Em nota, a Secretaria de Estado de Meio Ambiente e Desenvolvimento Sustentável de Minas (Semad) disse que coordena as ações de proteção ambiental realizadas em Minas Gerais, tendo papel na fiscalização repressiva e preventiva de atos infracionais contra o meio ambiente. A atuação ocorre ao lado das Forças de Segurança, com o objetivo primário de proteger os recursos naturais do estado.
Em 2024, a Semad emitiu 461 autos de infração, com a finalidade de coibir ações criminosas, nos quais foram aplicadas 510 multas ambientais relativas à constatação de ações praticadas por provocar queimadas ou incêndios.

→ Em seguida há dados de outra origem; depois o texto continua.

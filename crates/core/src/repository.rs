// Copyright (C) 2026 Fred Clausen
// Use of this source code is governed by an MIT-style
// license that can be found in the LICENSE file or at
// https://opensource.org/licenses/MIT.

use crate::entity::Entity;
use crate::error::{RepositoryError, StoreError};
use crate::store::{LoadedRecords, RecordStore};
use std::cmp::Ordering;
use tracing::{debug, error, info, warn};

/// Outcome of loading a repository from its store.
#[derive(Debug, Clone, PartialEq, Eq)]
pub struct LoadSummary {
    /// The store that was read.
    pub store: String,
    /// Records added to the collection.
    pub loaded: usize,
    /// Records that were unreadable or duplicated an earlier record.
    pub skipped: usize,
}

/// An in-memory collection of one entity type backed by a record store.
///
/// The collection keeps insertion order internally and never hands out
/// references to it: every accessor returns owned copies.
pub struct Repository<T: Entity> {
    coleccion: Vec<T>,
    store: Box<dyn RecordStore<T>>,
}

impl<T: Entity> Repository<T> {
    /// Creates an empty repository over the given store.
    ///
    /// Nothing is read until `comenzar` is called.
    #[must_use]
    pub fn new(store: Box<dyn RecordStore<T>>) -> Self {
        Self {
            coleccion: Vec::new(),
            store,
        }
    }

    /// Stores a copy of `entidad`.
    ///
    /// # Errors
    ///
    /// Returns `RepositoryError::Duplicate` if an entity with the same
    /// identity key is already stored.
    pub fn insertar(&mut self, entidad: &T) -> Result<(), RepositoryError> {
        self.push_unique(entidad.clone())
    }

    /// Returns a copy of the stored entity with the same identity key, if any.
    #[must_use]
    pub fn buscar(&self, entidad: &T) -> Option<T> {
        self.coleccion.iter().find(|e| *e == entidad).cloned()
    }

    /// Removes the stored entity with the same identity key.
    ///
    /// # Errors
    ///
    /// Returns `RepositoryError::NotFound` if no such entity is stored.
    pub fn borrar(&mut self, entidad: &T) -> Result<(), RepositoryError> {
        let indice: usize = self
            .coleccion
            .iter()
            .position(|e| e == entidad)
            .ok_or_else(|| RepositoryError::NotFound {
                entity: T::KIND,
                key: entidad.identity(),
            })?;
        self.coleccion.remove(indice);
        debug!(entity = T::KIND, key = %entidad.identity(), "Deleted");
        Ok(())
    }

    /// Returns copies of every stored entity in listing order.
    #[must_use]
    pub fn listar(&self) -> Vec<T> {
        let mut copia: Vec<T> = self.coleccion.clone();
        copia.sort_by(T::listing_order);
        copia
    }

    /// Returns the number of stored entities.
    #[must_use]
    pub fn tamano(&self) -> usize {
        self.coleccion.len()
    }

    /// Loads the backing store into memory.
    ///
    /// Records are appended to whatever is already held. Unreadable records
    /// and records whose key is already present are logged and skipped. A
    /// store that cannot be read at all leaves the collection as it was.
    pub fn comenzar(&mut self) -> LoadSummary {
        let store: String = self.store.name().to_string();
        let mut summary: LoadSummary = LoadSummary {
            store: store.clone(),
            loaded: 0,
            skipped: 0,
        };

        let loaded: LoadedRecords<T> = match self.store.load() {
            Ok(loaded) => loaded,
            Err(StoreError::NotFound(_)) => {
                info!(%store, "No stored records yet, starting empty");
                return summary;
            }
            Err(err) => {
                warn!(%store, error = %err, "Could not read store, starting empty");
                return summary;
            }
        };

        for reason in &loaded.skipped {
            warn!(%store, %reason, "Skipped unreadable record");
        }
        summary.skipped = loaded.skipped.len();

        for registro in loaded.records {
            match self.push_unique(registro) {
                Ok(()) => summary.loaded += 1,
                Err(err) => {
                    warn!(%store, error = %err, "Skipped stored record");
                    summary.skipped += 1;
                }
            }
        }

        info!(
            %store,
            loaded = summary.loaded,
            skipped = summary.skipped,
            "Loaded stored records"
        );
        summary
    }

    /// Writes the collection to the backing store in insertion order.
    ///
    /// # Errors
    ///
    /// Returns the store error if the write fails. The error is also logged;
    /// the in-memory collection is unaffected.
    pub fn terminar(&self) -> Result<(), StoreError> {
        let store: &str = self.store.name();
        match self.store.save(&self.coleccion) {
            Ok(()) => {
                info!(store, written = self.coleccion.len(), "Saved records");
                Ok(())
            }
            Err(err) => {
                error!(store, error = %err, "Could not save records");
                Err(err)
            }
        }
    }

    /// Returns copies of the entities matching `filtro`, sorted by `orden`.
    pub(crate) fn filtrar<F, O>(&self, filtro: F, orden: O) -> Vec<T>
    where
        F: Fn(&T) -> bool,
        O: FnMut(&T, &T) -> Ordering,
    {
        let mut copia: Vec<T> = self
            .coleccion
            .iter()
            .filter(|e| filtro(*e))
            .cloned()
            .collect();
        copia.sort_by(orden);
        copia
    }

    fn push_unique(&mut self, entidad: T) -> Result<(), RepositoryError> {
        if self.coleccion.contains(&entidad) {
            return Err(RepositoryError::Duplicate {
                entity: T::KIND,
                key: entidad.identity(),
            });
        }
        debug!(entity = T::KIND, key = %entidad.identity(), "Inserted");
        self.coleccion.push(entidad);
        Ok(())
    }
}

impl<T: Entity> std::fmt::Debug for Repository<T> {
    fn fmt(&self, f: &mut std::fmt::Formatter<'_>) -> std::fmt::Result {
        f.debug_struct("Repository")
            .field("entity", &T::KIND)
            .field("store", &self.store.name())
            .field("tamano", &self.coleccion.len())
            .finish()
    }
}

O valor das multas aplicadas soma mais de R$ 10 milhões.
Para além da repressão, o governo de Minas garante que segue orientando e atuando com investimentos para a redução da prática de incêndios e queimadas e combate efetivo quando eles ocorrem. O trabalho inclui a preservação de áreas protegidas e seus biomas, a partir de investimentos em novas tecnologias e capacitações técnicas, como a contratação e o treinamento de brigadistas.